WHAT IS BEING ASKED:
The answer must be every line from the entries below that contains "author".

EXERCISE INPUTS:

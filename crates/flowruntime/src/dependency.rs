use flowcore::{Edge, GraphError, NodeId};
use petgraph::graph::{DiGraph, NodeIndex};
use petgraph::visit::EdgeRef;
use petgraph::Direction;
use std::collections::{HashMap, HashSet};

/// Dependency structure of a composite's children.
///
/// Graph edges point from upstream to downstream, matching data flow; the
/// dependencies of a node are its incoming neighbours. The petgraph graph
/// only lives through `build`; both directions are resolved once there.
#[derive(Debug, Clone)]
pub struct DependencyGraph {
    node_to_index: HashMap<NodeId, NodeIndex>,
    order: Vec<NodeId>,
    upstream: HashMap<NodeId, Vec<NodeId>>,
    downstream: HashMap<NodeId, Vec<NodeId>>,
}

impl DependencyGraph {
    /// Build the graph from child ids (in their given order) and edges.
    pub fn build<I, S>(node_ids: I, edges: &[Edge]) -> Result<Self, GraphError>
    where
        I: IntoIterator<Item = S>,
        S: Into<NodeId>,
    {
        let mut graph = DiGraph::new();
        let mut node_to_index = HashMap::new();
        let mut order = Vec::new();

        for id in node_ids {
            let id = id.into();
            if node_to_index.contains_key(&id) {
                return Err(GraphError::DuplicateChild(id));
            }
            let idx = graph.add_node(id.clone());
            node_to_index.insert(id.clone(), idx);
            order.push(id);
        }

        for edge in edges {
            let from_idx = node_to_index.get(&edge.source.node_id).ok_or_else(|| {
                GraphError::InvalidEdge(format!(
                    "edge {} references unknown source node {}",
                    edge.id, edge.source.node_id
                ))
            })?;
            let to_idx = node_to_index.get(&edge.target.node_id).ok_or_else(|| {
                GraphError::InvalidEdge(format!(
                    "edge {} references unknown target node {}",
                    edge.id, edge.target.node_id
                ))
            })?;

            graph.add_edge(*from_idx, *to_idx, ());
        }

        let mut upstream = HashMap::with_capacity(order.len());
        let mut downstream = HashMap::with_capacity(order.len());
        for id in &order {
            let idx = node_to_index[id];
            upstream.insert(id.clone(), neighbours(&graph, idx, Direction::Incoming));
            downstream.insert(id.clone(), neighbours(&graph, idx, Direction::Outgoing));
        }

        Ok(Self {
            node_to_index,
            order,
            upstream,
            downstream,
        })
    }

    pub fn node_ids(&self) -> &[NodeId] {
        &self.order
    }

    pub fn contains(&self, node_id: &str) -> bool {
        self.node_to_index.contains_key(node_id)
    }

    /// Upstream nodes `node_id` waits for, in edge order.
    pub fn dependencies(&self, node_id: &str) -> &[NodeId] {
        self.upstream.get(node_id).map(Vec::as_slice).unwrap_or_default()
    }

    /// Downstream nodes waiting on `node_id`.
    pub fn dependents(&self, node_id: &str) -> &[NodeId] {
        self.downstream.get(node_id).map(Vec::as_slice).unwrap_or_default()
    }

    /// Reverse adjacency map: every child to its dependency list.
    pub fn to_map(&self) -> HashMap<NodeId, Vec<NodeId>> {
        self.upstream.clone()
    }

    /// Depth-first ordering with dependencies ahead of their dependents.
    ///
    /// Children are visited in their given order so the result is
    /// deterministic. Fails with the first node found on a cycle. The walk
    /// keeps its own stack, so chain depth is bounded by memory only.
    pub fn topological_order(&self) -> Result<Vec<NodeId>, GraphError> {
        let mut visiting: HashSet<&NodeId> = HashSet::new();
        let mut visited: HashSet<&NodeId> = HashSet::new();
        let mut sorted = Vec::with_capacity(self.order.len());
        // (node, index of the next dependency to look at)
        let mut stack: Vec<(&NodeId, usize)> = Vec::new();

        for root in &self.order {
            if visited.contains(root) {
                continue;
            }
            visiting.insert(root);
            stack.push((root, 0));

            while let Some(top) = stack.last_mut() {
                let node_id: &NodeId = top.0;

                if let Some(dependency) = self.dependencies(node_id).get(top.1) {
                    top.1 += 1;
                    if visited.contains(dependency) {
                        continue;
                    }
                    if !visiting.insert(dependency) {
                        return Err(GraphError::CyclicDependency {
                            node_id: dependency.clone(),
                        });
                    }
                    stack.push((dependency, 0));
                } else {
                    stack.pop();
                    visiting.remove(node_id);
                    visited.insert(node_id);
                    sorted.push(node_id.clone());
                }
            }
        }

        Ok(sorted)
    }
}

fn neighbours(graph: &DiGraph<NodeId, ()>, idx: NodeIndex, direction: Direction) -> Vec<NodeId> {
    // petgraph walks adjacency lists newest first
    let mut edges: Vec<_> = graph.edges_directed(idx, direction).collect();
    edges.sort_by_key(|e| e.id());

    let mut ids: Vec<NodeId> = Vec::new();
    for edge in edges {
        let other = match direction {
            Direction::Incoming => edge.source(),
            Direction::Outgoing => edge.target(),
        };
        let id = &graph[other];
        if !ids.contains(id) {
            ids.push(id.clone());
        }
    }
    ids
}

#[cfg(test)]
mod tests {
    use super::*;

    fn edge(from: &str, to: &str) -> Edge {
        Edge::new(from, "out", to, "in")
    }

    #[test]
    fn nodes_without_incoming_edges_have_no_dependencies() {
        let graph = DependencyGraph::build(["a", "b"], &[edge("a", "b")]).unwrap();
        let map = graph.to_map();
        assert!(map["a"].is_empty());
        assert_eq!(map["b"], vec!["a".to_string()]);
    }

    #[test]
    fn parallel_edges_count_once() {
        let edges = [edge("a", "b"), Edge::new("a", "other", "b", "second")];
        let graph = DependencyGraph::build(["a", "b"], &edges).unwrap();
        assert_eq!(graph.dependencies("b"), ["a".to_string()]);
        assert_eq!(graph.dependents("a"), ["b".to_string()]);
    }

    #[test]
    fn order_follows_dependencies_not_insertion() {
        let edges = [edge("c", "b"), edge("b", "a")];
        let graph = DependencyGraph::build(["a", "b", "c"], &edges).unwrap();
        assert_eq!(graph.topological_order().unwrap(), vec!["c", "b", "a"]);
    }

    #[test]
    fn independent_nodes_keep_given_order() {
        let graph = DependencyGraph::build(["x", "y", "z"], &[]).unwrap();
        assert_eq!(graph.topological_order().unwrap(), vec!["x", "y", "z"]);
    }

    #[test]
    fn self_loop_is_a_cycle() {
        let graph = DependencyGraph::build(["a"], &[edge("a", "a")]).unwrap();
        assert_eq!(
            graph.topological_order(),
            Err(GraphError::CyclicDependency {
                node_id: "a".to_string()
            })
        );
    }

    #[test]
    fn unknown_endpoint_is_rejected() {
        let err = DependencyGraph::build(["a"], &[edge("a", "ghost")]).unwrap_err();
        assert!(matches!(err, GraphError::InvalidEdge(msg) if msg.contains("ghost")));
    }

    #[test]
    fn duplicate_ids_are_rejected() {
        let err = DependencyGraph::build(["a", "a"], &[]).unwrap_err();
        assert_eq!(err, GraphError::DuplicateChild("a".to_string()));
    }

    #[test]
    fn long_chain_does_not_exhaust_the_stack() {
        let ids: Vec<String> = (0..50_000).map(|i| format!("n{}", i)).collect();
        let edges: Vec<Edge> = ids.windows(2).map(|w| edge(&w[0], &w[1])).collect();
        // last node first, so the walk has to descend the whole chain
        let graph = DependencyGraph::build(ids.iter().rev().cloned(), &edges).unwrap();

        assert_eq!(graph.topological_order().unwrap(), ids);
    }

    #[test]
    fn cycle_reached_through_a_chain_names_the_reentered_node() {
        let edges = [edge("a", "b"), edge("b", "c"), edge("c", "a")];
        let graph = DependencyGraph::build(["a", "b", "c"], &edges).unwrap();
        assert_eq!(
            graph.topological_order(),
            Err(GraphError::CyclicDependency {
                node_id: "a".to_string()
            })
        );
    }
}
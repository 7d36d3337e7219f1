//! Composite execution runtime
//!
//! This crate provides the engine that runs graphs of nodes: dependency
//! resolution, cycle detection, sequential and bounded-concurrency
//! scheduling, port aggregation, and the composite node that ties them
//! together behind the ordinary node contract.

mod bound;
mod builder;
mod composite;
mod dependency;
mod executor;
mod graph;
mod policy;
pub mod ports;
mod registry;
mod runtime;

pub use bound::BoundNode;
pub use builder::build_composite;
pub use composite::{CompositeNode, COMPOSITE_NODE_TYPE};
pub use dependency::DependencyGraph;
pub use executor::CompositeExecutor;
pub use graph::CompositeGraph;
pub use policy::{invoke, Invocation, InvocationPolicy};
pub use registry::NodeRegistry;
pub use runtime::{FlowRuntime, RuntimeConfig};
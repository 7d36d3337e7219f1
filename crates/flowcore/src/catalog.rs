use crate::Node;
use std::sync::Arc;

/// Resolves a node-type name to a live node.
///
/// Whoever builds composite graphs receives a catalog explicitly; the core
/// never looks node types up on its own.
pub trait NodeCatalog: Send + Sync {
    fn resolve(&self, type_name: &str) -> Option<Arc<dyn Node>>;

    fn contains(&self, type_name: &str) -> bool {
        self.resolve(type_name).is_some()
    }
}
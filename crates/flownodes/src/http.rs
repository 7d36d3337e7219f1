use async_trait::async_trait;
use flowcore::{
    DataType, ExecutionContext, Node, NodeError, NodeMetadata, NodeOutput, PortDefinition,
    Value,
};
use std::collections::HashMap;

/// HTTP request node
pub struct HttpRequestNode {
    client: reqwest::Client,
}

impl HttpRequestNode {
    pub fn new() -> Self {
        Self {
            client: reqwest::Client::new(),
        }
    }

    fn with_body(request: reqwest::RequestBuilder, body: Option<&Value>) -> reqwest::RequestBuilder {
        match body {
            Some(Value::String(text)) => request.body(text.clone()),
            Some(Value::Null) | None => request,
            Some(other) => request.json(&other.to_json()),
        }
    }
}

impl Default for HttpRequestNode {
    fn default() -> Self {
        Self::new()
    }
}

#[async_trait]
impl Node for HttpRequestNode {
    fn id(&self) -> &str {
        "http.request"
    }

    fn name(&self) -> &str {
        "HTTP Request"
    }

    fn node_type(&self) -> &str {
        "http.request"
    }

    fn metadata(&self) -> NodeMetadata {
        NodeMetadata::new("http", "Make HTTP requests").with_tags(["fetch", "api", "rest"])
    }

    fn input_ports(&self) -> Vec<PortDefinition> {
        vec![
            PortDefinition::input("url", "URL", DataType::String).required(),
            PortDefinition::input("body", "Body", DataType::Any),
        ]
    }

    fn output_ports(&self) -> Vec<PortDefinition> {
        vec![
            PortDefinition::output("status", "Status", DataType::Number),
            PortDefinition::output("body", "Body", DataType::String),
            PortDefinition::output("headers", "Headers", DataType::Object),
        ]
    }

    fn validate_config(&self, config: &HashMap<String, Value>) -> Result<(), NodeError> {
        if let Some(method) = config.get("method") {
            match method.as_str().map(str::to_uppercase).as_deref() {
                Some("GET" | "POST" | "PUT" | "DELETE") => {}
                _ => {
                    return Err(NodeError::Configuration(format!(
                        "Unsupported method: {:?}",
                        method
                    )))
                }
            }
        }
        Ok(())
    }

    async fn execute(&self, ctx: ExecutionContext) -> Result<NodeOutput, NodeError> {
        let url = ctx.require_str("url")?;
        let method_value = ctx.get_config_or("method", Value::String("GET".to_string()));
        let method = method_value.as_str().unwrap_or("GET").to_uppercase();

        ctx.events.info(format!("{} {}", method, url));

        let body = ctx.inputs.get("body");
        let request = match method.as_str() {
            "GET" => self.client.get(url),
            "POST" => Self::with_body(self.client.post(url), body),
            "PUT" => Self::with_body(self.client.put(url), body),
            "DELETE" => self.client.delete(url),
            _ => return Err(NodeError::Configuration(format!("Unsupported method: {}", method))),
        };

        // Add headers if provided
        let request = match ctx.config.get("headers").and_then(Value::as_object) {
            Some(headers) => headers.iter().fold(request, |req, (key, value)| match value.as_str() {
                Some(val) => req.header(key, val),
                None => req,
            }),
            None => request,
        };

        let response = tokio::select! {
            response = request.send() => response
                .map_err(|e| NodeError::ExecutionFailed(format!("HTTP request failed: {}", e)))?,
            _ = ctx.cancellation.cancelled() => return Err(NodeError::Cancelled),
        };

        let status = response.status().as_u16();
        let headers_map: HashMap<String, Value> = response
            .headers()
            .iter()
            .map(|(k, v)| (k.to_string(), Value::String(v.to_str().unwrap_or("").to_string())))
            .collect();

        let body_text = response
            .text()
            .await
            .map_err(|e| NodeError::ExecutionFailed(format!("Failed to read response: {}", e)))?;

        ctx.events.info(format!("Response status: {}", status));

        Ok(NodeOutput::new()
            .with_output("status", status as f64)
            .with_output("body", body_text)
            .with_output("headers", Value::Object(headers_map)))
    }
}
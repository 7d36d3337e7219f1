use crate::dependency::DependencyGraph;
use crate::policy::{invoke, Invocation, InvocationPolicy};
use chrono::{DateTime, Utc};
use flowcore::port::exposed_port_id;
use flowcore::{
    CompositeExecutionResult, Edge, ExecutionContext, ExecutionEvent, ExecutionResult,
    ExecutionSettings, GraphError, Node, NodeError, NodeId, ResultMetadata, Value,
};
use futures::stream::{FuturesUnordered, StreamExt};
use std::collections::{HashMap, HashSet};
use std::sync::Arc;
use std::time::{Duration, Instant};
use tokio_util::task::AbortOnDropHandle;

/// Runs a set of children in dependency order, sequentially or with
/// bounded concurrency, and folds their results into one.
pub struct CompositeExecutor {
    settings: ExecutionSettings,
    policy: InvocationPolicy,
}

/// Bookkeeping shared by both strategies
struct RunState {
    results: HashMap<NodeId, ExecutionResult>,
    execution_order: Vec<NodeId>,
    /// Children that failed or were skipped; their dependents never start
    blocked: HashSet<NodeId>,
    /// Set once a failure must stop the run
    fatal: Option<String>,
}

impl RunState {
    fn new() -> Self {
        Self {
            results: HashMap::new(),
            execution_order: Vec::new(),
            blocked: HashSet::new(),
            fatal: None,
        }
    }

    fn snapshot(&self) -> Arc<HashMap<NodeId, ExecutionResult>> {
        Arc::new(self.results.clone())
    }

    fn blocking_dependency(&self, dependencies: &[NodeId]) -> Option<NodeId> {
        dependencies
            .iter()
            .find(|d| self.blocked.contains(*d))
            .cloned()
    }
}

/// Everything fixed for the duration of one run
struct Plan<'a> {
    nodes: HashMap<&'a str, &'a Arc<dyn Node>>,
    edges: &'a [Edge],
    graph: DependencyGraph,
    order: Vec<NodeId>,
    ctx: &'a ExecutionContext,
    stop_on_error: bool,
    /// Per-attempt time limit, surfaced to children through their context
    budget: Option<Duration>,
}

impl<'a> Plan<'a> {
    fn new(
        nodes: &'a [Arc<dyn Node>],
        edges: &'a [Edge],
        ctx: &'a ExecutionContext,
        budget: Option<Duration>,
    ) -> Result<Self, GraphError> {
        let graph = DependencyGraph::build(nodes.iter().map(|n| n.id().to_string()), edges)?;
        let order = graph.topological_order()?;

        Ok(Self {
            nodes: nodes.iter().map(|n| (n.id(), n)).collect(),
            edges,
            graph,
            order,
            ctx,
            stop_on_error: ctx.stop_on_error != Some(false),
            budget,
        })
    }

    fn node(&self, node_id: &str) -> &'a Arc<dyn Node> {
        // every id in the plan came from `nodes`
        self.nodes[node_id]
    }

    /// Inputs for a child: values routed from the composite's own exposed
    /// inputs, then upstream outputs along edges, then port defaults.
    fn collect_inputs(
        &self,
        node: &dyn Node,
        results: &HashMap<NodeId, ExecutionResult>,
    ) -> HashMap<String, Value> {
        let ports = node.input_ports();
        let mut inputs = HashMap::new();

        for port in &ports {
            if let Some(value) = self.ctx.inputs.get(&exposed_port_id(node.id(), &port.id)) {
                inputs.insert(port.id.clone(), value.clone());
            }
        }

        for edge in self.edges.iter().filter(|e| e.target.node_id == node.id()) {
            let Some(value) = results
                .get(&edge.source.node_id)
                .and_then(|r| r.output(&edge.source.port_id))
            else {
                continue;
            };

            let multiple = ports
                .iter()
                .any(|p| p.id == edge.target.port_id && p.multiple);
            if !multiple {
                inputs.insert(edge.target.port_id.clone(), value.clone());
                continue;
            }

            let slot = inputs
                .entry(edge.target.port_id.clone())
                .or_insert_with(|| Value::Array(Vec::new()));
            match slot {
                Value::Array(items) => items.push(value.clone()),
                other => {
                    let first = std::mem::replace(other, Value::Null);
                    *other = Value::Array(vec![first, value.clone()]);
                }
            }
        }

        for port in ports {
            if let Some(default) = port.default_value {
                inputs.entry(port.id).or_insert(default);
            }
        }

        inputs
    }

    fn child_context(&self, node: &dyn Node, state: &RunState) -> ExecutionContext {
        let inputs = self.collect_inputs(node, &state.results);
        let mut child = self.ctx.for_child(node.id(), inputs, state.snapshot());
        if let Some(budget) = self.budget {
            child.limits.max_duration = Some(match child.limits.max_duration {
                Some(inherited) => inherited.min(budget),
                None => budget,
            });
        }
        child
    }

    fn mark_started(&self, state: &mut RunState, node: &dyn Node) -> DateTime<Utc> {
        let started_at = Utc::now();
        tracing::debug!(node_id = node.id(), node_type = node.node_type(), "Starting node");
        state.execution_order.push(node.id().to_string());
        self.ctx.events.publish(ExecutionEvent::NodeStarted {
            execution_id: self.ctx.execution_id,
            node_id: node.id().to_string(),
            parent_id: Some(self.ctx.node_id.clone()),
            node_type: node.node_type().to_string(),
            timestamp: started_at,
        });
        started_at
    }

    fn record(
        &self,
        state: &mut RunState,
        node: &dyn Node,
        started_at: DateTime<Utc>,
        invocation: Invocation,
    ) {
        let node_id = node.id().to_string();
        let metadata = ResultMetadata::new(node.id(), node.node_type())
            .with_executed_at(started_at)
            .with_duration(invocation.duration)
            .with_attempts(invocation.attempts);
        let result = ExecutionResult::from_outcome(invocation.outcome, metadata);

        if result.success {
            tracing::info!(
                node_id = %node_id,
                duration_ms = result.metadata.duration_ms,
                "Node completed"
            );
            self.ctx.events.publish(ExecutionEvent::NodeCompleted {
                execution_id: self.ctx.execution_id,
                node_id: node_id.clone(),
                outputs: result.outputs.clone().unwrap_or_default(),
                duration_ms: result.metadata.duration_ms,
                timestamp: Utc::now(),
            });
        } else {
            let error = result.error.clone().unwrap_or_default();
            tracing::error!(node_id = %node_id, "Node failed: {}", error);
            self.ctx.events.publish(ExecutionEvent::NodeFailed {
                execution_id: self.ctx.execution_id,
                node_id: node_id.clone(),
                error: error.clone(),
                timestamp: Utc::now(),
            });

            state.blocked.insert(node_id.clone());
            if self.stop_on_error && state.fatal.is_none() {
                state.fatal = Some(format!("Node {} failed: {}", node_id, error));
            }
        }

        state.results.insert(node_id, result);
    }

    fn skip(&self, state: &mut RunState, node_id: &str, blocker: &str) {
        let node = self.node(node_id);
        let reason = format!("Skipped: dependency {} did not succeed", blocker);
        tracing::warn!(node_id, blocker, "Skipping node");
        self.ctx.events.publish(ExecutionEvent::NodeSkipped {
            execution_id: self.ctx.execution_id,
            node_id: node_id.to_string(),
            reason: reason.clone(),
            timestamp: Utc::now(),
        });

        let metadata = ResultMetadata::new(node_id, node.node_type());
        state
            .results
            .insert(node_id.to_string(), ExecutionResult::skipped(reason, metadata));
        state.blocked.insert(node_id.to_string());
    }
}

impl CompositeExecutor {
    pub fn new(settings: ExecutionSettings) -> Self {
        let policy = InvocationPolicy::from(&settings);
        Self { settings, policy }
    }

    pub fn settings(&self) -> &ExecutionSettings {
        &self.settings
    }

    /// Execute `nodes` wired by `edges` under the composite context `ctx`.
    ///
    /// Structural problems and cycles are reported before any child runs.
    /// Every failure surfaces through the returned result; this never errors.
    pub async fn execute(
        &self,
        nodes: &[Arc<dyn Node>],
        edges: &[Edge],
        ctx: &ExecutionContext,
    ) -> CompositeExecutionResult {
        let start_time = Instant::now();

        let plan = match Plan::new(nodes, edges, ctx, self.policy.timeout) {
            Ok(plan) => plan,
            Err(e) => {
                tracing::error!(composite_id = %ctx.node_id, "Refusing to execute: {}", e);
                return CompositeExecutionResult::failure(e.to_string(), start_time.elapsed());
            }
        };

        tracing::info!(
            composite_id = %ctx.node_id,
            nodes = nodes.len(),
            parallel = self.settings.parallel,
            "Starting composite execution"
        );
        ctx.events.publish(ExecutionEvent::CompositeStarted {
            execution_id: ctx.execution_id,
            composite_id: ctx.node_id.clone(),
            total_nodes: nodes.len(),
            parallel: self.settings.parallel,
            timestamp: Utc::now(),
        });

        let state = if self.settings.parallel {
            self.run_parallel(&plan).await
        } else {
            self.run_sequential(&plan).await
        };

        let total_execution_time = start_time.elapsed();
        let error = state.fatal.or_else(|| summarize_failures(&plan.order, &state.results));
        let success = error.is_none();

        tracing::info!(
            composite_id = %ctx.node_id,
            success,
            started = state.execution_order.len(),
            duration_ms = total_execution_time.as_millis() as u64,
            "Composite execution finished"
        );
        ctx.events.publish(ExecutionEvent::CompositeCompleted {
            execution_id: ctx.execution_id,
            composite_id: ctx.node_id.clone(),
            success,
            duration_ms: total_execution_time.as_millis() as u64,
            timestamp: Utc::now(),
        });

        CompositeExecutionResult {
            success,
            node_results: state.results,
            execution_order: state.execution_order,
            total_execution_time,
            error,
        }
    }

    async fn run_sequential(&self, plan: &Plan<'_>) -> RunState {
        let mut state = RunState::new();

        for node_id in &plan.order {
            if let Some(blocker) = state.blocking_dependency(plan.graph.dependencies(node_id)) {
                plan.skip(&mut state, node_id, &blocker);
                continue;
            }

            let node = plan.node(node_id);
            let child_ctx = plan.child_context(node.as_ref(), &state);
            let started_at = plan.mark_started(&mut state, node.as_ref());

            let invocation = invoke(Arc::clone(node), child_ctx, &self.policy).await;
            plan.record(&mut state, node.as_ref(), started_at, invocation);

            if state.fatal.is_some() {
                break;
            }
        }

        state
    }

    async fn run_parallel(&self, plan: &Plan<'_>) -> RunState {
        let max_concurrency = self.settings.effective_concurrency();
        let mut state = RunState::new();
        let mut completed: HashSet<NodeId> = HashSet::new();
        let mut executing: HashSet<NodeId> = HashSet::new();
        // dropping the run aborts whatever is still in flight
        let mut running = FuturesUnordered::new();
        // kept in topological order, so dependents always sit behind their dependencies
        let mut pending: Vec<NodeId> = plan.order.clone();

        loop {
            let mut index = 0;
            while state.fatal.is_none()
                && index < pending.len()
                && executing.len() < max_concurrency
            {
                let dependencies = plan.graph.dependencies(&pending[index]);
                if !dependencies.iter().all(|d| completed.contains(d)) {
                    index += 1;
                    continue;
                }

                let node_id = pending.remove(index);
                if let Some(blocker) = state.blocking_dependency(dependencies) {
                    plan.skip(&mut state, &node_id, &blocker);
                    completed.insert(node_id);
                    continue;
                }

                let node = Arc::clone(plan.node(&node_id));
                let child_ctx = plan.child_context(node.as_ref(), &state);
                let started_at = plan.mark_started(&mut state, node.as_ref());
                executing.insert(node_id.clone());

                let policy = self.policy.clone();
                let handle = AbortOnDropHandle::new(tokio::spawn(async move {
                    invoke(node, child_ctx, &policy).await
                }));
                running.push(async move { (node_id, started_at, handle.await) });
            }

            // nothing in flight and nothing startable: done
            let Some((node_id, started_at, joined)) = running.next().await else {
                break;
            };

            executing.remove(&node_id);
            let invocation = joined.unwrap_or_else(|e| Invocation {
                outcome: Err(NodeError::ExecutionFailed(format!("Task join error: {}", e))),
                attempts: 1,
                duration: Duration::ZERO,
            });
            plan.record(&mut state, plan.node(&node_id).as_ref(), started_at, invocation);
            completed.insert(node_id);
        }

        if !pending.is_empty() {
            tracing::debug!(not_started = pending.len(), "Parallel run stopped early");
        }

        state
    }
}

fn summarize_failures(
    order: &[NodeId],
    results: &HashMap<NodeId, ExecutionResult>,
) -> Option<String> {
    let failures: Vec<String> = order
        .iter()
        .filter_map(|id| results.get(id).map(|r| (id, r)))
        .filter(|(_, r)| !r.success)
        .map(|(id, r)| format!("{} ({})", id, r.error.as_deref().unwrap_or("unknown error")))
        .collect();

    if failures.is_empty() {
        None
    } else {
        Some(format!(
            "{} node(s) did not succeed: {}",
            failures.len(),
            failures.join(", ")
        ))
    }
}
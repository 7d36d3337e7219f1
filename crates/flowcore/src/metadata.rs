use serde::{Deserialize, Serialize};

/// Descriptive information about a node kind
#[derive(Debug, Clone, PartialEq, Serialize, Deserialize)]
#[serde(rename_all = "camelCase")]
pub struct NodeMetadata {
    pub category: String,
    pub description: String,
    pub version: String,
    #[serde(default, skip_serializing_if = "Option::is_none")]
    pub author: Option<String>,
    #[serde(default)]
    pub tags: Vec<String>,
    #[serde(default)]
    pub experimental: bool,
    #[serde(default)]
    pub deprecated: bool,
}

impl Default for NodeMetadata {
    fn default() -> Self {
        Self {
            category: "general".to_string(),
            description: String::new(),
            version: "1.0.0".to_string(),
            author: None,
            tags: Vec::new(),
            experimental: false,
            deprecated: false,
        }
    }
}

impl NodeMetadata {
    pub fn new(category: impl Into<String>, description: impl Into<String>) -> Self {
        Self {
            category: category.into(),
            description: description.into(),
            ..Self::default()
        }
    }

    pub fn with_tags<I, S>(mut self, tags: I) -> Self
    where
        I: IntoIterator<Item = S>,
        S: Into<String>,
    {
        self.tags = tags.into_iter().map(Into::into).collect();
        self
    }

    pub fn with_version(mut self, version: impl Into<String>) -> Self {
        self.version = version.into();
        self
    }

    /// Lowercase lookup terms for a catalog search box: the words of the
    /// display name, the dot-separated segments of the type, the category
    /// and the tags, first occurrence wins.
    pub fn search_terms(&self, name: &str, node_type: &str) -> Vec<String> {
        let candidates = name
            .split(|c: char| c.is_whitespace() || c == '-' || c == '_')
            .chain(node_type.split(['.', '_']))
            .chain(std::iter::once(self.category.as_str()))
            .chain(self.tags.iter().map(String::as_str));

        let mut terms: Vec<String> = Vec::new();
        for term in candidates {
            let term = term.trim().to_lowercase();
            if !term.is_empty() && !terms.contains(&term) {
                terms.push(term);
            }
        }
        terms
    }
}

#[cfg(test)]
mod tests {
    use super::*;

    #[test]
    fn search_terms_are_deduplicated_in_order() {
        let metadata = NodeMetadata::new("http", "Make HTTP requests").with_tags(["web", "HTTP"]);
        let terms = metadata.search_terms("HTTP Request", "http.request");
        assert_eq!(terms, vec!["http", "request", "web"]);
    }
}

RESPONSE TO THIS TASK:
    pub author: Option<String>,
            author: None,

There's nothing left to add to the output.